**Prompt:** Search each line below for "bool", then return the lines where it appears.

--- Records for the exercise ---

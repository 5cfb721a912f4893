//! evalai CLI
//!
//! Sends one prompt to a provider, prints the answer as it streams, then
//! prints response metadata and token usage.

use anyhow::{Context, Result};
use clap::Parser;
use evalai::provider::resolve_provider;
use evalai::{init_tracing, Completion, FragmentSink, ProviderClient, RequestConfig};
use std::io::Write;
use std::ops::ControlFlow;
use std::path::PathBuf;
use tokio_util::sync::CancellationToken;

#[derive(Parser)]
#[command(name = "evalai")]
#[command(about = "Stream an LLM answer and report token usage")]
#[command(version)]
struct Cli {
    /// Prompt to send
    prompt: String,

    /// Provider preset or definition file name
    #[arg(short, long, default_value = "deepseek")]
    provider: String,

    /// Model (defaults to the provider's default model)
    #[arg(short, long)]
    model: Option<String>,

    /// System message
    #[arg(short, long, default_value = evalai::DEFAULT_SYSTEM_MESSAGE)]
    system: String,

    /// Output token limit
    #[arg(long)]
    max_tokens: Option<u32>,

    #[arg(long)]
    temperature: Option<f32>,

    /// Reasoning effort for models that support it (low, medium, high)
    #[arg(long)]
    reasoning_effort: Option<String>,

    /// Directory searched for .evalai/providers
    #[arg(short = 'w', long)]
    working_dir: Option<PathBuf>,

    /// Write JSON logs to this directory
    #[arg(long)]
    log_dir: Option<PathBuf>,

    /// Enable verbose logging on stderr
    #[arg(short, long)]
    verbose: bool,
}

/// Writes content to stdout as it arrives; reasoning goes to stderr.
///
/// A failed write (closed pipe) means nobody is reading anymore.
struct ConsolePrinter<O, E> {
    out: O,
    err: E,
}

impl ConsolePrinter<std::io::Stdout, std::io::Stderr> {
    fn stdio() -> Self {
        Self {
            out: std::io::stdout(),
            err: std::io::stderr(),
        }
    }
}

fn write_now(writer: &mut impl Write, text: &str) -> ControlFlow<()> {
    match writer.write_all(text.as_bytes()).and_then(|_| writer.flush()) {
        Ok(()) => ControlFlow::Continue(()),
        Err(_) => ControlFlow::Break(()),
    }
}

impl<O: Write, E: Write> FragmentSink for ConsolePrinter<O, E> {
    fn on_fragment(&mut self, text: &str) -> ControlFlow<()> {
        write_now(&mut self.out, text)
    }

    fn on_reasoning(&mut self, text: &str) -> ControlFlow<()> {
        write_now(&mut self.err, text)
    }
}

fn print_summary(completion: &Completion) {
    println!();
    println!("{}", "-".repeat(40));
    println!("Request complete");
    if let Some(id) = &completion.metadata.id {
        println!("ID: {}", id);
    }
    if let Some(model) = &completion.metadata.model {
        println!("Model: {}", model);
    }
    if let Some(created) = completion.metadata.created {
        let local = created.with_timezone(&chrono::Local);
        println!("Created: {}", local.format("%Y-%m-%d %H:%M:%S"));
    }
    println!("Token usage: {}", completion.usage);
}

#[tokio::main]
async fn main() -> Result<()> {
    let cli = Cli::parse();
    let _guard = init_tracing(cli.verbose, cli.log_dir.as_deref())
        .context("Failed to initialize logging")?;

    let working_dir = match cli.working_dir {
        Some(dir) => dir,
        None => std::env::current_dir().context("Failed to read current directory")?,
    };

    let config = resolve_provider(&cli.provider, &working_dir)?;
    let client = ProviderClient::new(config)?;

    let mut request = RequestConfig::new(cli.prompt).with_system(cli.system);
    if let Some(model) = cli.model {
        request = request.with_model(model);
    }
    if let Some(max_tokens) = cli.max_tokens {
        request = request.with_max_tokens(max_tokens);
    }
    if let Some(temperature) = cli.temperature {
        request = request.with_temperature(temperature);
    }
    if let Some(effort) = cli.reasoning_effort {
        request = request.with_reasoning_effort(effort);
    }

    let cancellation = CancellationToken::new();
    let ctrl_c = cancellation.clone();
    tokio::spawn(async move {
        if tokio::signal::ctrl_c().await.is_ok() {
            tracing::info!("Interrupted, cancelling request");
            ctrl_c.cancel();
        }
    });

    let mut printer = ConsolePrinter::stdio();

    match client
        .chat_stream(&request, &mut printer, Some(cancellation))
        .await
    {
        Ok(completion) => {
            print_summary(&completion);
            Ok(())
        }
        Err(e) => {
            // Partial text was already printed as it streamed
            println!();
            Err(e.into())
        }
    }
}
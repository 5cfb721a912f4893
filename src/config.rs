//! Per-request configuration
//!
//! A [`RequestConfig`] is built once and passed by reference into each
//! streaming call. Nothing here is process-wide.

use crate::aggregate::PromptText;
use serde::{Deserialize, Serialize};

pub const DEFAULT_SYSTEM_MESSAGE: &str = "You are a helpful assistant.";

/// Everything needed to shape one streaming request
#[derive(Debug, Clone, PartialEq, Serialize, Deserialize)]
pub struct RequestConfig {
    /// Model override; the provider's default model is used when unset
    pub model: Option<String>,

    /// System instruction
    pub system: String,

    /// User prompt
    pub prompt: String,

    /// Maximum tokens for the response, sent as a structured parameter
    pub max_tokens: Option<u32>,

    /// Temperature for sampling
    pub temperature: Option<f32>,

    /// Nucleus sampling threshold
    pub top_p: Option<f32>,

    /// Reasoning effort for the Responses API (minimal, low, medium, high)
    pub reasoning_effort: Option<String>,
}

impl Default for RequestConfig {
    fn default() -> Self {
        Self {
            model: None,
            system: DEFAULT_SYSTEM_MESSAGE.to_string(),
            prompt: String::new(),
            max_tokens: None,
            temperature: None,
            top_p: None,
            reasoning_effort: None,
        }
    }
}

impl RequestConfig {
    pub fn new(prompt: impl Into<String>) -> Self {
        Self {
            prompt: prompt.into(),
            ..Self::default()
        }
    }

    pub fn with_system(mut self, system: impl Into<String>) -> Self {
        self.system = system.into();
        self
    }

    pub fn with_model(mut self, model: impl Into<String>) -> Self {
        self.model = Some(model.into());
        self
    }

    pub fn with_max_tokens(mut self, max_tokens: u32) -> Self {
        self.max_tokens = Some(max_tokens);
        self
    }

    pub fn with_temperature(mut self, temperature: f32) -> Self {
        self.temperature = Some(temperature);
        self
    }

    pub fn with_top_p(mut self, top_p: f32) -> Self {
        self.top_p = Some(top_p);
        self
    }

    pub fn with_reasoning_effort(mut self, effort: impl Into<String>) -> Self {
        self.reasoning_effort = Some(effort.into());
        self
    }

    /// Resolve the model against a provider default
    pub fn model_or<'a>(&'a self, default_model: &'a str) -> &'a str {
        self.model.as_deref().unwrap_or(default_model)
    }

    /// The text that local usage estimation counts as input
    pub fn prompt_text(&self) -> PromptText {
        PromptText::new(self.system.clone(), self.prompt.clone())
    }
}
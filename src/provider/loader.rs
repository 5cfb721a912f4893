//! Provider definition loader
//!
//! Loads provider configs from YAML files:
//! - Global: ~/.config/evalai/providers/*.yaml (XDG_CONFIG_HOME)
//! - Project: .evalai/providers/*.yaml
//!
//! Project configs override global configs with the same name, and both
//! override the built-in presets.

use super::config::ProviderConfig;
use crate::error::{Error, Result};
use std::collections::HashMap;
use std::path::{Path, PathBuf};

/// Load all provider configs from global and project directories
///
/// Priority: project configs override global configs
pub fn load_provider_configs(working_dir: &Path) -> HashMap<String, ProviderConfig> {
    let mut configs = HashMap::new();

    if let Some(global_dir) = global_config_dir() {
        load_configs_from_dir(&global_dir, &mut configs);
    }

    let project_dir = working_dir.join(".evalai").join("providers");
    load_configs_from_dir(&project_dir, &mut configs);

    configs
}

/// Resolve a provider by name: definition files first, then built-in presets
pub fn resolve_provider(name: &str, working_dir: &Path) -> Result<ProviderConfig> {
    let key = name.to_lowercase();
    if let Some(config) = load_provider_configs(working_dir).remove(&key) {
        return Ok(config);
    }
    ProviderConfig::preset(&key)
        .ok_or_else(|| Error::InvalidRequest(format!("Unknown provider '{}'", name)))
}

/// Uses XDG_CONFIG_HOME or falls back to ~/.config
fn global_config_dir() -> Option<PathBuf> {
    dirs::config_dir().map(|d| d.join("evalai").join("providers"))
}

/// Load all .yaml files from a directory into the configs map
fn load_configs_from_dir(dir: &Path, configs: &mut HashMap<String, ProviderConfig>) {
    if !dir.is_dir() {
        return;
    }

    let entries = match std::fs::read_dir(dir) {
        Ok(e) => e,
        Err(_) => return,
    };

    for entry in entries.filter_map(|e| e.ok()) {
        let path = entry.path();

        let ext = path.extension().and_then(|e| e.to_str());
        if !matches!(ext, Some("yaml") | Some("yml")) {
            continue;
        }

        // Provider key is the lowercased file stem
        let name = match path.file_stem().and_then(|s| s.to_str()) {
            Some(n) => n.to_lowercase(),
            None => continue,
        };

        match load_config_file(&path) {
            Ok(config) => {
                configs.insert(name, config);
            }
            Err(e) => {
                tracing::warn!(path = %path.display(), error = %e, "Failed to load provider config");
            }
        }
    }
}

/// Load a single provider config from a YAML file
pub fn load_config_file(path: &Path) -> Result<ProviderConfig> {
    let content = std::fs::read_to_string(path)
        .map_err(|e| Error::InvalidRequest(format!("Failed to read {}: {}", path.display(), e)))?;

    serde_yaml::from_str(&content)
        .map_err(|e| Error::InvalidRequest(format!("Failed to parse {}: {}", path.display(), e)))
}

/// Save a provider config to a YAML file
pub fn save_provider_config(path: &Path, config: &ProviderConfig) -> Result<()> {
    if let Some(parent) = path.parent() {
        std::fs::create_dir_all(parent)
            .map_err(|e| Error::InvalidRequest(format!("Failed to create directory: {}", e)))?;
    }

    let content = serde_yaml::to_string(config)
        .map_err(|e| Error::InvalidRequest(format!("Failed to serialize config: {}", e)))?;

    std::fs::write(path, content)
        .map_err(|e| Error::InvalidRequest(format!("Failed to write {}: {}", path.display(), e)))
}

---
--- Records for the exercise ---

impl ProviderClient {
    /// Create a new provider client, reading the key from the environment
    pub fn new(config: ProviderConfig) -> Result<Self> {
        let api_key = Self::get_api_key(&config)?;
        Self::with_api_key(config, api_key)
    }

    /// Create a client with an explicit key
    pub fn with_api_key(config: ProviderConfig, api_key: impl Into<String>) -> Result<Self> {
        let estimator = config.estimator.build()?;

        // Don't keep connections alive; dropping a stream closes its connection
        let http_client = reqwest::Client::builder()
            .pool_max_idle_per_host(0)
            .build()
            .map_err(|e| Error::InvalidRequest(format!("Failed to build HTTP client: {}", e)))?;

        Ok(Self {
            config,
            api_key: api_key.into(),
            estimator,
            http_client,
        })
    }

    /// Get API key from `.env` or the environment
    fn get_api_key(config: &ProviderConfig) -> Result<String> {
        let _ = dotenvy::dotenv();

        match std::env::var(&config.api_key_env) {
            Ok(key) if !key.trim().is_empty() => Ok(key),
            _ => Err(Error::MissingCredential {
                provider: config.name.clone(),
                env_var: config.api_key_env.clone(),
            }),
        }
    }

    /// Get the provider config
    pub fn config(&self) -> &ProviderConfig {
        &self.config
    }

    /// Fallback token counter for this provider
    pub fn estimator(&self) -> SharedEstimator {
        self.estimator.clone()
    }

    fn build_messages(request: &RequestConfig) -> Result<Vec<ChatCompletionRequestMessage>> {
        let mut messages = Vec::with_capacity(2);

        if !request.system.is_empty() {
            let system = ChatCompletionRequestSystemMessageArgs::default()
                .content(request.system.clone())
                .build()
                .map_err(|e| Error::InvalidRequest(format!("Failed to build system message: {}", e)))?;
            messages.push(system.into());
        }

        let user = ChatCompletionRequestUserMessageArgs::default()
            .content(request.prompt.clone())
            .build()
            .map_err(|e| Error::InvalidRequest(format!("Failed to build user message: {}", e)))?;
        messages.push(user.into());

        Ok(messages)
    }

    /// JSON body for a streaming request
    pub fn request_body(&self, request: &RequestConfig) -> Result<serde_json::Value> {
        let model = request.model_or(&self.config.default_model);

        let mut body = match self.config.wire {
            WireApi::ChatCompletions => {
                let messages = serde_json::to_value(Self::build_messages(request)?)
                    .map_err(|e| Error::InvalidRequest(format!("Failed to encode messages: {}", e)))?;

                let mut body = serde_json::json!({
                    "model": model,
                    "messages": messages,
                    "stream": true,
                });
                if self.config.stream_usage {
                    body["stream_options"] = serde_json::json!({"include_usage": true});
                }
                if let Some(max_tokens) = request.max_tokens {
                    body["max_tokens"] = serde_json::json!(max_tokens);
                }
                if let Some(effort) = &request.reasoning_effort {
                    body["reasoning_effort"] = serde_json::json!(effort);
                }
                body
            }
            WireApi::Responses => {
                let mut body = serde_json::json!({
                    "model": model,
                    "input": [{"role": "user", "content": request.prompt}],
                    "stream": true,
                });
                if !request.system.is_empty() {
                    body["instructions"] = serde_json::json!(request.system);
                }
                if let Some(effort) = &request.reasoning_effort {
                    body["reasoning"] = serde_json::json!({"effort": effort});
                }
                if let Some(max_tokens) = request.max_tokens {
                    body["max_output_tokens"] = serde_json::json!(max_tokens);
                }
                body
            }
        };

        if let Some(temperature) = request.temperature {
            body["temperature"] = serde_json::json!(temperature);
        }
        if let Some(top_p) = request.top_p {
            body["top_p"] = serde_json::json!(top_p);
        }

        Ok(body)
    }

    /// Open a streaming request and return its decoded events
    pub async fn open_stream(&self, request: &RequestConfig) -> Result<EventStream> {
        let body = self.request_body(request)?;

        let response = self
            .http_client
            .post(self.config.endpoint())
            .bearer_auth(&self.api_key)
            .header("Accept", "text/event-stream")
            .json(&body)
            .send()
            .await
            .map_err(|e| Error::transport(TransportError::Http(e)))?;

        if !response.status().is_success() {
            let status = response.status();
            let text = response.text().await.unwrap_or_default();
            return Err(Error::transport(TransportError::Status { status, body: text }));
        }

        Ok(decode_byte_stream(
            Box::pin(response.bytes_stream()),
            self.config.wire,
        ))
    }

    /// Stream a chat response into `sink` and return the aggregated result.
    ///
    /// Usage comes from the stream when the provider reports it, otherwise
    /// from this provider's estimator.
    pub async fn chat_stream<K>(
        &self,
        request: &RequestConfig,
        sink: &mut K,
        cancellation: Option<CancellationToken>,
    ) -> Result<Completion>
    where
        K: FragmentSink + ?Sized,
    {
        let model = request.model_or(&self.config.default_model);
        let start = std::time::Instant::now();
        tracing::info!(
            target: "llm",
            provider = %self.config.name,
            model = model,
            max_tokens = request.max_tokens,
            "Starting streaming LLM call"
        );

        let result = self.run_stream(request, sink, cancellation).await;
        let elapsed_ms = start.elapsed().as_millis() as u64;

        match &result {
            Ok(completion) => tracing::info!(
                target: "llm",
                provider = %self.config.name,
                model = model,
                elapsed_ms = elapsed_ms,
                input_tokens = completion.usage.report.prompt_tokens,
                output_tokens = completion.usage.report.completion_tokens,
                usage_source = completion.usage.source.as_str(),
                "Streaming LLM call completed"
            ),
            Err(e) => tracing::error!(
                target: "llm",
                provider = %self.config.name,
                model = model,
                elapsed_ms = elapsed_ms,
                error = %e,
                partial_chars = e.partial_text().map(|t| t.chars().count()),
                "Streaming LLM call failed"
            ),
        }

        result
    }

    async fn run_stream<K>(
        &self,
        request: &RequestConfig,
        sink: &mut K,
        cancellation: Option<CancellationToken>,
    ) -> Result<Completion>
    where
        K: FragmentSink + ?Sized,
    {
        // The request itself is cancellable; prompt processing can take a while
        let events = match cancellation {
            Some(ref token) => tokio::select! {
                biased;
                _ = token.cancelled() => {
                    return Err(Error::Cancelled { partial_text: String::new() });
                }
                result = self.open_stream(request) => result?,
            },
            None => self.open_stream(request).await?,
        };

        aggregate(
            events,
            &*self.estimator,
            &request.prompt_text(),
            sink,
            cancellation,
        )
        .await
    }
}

---
--- Records for the exercise ---

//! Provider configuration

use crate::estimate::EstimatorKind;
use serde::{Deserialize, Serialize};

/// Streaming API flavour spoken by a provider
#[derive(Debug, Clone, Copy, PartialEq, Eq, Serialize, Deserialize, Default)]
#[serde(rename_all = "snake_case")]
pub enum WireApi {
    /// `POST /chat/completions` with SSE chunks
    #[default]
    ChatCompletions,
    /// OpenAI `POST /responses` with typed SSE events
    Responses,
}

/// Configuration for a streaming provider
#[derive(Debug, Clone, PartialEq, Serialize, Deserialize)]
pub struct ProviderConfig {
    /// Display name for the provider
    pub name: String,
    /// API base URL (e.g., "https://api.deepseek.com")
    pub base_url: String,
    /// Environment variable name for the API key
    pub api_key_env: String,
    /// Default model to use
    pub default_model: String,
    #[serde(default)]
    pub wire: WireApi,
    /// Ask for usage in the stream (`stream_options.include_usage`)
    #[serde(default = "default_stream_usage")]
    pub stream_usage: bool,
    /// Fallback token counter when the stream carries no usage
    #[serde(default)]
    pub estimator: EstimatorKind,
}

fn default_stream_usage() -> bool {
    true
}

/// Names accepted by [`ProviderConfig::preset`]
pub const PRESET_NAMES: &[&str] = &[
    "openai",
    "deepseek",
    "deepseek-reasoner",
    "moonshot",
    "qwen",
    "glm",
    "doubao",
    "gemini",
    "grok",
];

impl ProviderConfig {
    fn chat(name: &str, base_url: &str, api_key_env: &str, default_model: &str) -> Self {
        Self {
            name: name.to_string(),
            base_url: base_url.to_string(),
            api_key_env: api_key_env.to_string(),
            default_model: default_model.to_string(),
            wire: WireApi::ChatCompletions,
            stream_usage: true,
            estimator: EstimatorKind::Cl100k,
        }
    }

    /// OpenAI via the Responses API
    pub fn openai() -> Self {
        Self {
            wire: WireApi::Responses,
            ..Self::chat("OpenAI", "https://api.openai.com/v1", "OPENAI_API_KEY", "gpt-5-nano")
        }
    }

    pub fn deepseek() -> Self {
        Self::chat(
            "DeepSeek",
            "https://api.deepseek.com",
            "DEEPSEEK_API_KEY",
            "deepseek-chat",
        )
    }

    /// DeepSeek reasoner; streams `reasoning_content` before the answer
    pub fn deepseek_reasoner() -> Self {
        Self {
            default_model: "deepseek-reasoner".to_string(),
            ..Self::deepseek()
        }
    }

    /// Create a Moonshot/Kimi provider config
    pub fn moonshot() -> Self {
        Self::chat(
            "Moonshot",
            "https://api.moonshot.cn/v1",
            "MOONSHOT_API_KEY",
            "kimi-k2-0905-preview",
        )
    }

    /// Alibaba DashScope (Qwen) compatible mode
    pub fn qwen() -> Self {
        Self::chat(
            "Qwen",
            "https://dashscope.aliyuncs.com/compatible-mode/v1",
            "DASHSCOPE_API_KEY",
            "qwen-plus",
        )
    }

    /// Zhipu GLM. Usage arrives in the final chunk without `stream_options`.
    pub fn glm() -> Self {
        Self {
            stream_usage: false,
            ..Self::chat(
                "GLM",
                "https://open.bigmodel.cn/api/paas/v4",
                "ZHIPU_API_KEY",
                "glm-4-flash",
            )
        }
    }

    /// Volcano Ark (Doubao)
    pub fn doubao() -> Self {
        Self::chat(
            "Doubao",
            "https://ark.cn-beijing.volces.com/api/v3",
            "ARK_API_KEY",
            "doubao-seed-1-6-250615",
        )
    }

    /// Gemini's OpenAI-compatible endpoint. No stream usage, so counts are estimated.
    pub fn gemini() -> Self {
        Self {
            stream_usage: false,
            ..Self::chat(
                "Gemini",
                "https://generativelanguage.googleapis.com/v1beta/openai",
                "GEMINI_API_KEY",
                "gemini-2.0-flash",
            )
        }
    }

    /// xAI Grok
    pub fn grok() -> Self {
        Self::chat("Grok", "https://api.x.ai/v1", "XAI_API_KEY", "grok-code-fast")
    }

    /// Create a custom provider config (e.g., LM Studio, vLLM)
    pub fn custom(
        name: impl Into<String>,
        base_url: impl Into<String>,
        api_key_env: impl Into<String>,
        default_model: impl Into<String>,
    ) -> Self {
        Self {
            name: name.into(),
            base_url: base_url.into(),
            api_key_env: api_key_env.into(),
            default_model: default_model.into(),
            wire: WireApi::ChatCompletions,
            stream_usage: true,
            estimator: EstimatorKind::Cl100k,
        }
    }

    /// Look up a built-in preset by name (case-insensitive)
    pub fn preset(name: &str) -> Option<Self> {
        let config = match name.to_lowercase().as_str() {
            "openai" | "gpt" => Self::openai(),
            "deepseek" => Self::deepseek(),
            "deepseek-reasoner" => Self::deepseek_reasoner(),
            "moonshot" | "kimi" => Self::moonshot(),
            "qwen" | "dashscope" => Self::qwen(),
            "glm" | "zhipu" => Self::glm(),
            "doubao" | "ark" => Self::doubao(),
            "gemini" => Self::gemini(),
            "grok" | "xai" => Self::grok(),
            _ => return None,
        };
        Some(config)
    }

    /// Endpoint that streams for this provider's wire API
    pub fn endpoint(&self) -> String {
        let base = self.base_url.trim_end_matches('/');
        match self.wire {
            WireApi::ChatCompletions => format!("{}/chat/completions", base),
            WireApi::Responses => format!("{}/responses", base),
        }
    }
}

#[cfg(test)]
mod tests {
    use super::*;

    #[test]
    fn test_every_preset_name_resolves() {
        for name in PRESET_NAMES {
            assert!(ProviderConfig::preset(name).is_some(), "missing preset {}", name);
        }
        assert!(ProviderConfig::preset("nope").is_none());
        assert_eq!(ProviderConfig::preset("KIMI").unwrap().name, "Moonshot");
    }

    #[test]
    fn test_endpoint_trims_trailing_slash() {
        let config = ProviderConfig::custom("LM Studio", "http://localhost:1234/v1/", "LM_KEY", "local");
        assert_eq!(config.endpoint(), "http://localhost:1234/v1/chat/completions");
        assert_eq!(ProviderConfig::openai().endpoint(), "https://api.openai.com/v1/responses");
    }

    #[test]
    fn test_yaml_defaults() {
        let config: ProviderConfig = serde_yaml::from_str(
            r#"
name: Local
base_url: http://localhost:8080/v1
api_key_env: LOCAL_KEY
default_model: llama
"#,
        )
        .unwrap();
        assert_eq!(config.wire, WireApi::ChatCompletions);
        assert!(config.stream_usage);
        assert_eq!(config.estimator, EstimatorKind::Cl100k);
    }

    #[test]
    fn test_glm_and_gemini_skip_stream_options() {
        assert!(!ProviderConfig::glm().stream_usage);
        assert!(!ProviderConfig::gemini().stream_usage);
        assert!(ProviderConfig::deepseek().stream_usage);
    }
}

---

**Answer section:**
    verbose: bool,
    pub stream_usage: bool,
fn default_stream_usage() -> bool {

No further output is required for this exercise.